The announcement comes amid increasing tensions between the two neighboring countries. Relations between the two nations have been frozen since fighting broke out in 2014 between Russian-back separatists and the Ukrainian government, a conflict that has killed more than 9,400 people and seen Russia annex Ukraine's Crimean peninsula.
“The team has been given very clear instructions to avoid all contact with the Russian media. They have been warned more than once,” Sports Minister Igor Zhdanov wrote on his Facebook page, via the Moscow Times. The Facebook post was reportedly a direct response to a report on Russian state TV in which Ukrainian Olympians talked as they traveled to Brazil. They were asked about Russia's massive doping scandal that barred 118 athletes, including the entire track and field team, from participating in the games.
Zhdanov wrote that a "tough talk" was had with the team about not talking with Russian media and that he was unhappy to see athletes criticizing the International Olympic Committee's decision regarding Russia's athletes, according to AFP.
Ukrainian runner Nataliya Pogrebnyak especially made waves with her comments on Russian television. "It is not fair to see members of the U.S. team who served their sentence [for doping] participate at the Games, but the Russian players without a history [of doping] not being able to do the same," she said, via AFP.
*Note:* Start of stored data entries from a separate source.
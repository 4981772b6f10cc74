#[derive(Debug, Clone, Copy, Hash, PartialEq, Eq)]
pub struct Card {
    rank: Rank,
    suit: Suit,
}

impl Card {
    pub fn rank(&self) -> Rank {
        self.rank
    }
    pub fn suit(&self) -> Suit {
        self.suit
    }
}

impl From<(Rank, Suit)> for Card {
    fn from((rank, suit): (Rank, Suit)) -> Self {
        Self { rank, suit }
    }
}

/// u8 isomorphism
/// each card maps to its index 0..52 in a sorted deck
impl From<Card> for u8 {
    fn from(c: Card) -> u8 {
        u8::from(c.rank) * 4 + u8::from(c.suit)
    }
}
impl From<u8> for Card {
    fn from(n: u8) -> Self {
        assert!(n < 52, "invalid card u8: {}", n);
        Self {
            rank: Rank::from(n / 4),
            suit: Suit::from(n % 4),
        }
    }
}

/// u64 isomorphism
/// each card is one bit of the 52-bit Hand layout
impl From<Card> for u64 {
    fn from(c: Card) -> u64 {
        1 << u8::from(c)
    }
}

/// str isomorphism ("Ah", "Tc", ...)
impl From<&str> for Card {
    fn from(s: &str) -> Self {
        assert!(s.len() == 2, "invalid card str: {}", s);
        Self {
            rank: Rank::from(&s[0..1]),
            suit: Suit::from(&s[1..2]),
        }
    }
}

impl std::fmt::Display for Card {
    fn fmt(&self, f: &mut std::fmt::Formatter) -> std::fmt::Result {
        write!(f, "{}{}", self.rank, self.suit)
    }
}

use super::rank::Rank;
use super::suit::Suit;
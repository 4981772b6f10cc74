pub mod cards;
pub mod encode;
pub mod engine;
pub mod env;
pub mod net;
pub mod train;

pub type Chips = u32;
pub type Utility = f32;
pub type Probability = f32;

/// widest table the fixed-width state encoding supports
pub const MAX_SEATS: usize = 6;
/// default starting stack for every seat
pub const STACK: Chips = 100;
pub const S_BLIND: Chips = 1;
pub const B_BLIND: Chips = 2;
/// scaling constant k in the risk-seeking transform sign(x) * x^2 / k
pub const RISK_SCALE: Utility = 100.0;

/// Errors surfaced by the library. Structural invariant violations
/// (chip conservation) are panics, not variants; see [engine::Engine].
#[derive(thiserror::Error, Debug)]
pub enum GymError {
    #[error("illegal action {action} by seat {seat}")]
    IllegalAction { seat: usize, action: String },
    #[error("hand is already complete")]
    HandOver,
    #[error("invalid config: {0}")]
    Config(String),
    #[error("candle error: {0}")]
    Candle(#[from] candle_core::Error),
    #[error("io error: {0}")]
    Io(#[from] std::io::Error),
    #[error("json error: {0}")]
    Json(#[from] serde_json::Error),
}
//! Training binary: spin up a table of risk-heterogeneous agents and
//! run the policy-gradient loop, checkpointing as it goes.
//!
//! RUST_LOG=info cargo run --bin train -- --episodes 10000 --players 3

use anyhow::Result;
use clap::Parser;
use pokergym::train::TrainConfig;
use pokergym::train::Trainer;
use std::path::PathBuf;

#[derive(Parser, Debug)]
#[command(about = "Train poker agents by multi-agent REINFORCE")]
struct Args {
    /// hands to play; one episode is one hand
    #[arg(long, default_value_t = 10_000)]
    episodes: usize,
    /// seats at the table, one agent per seat (risk profiles round-robin)
    #[arg(long, default_value_t = 3)]
    players: usize,
    /// hidden layer width
    #[arg(long, default_value_t = 128)]
    hidden: usize,
    /// AdamW learning rate
    #[arg(long, default_value_t = 1e-3)]
    learning_rate: f64,
    /// checkpoint every this many episodes
    #[arg(long, default_value_t = 1_000)]
    save_every: usize,
    /// checkpoint directory
    #[arg(long, default_value = "checkpoints")]
    out: PathBuf,
    #[arg(long, default_value_t = 42)]
    seed: u64,
}

fn main() -> Result<()> {
    env_logger::init();
    let args = Args::parse();
    let config = TrainConfig {
        episodes: args.episodes,
        players: args.players,
        hidden_dim: args.hidden,
        learning_rate: args.learning_rate,
        save_every: args.save_every,
        out_dir: args.out,
        seed: args.seed,
        ..TrainConfig::default()
    };
    let mut trainer = Trainer::new(config)?;
    let summary = trainer.run()?;
    for (seat, stats) in summary.stats.iter().enumerate() {
        println!(
            "agent {} | hands {} | decisions {} | raw return {:+.1} | shaped return {:+.3}",
            seat, stats.hands, stats.decisions, stats.raw_return, stats.shaped_return,
        );
    }
    Ok(())
}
The comments come as tensions between Russia and Ukraine have recently ratcheted up amid an increase in violence between Ukrainian forces and the Russia-backed rebels. Neither side has fully complied with a ceasefire from February 2015. Rebels recently warned of a return to full-scale fighting if Ukrainian forces did not back off of the contact line. Over the past couple of months, violence in eastern Ukraine’s Donetsk and Luhansk regions has risen to its highest levels in a years, Newsweek reported.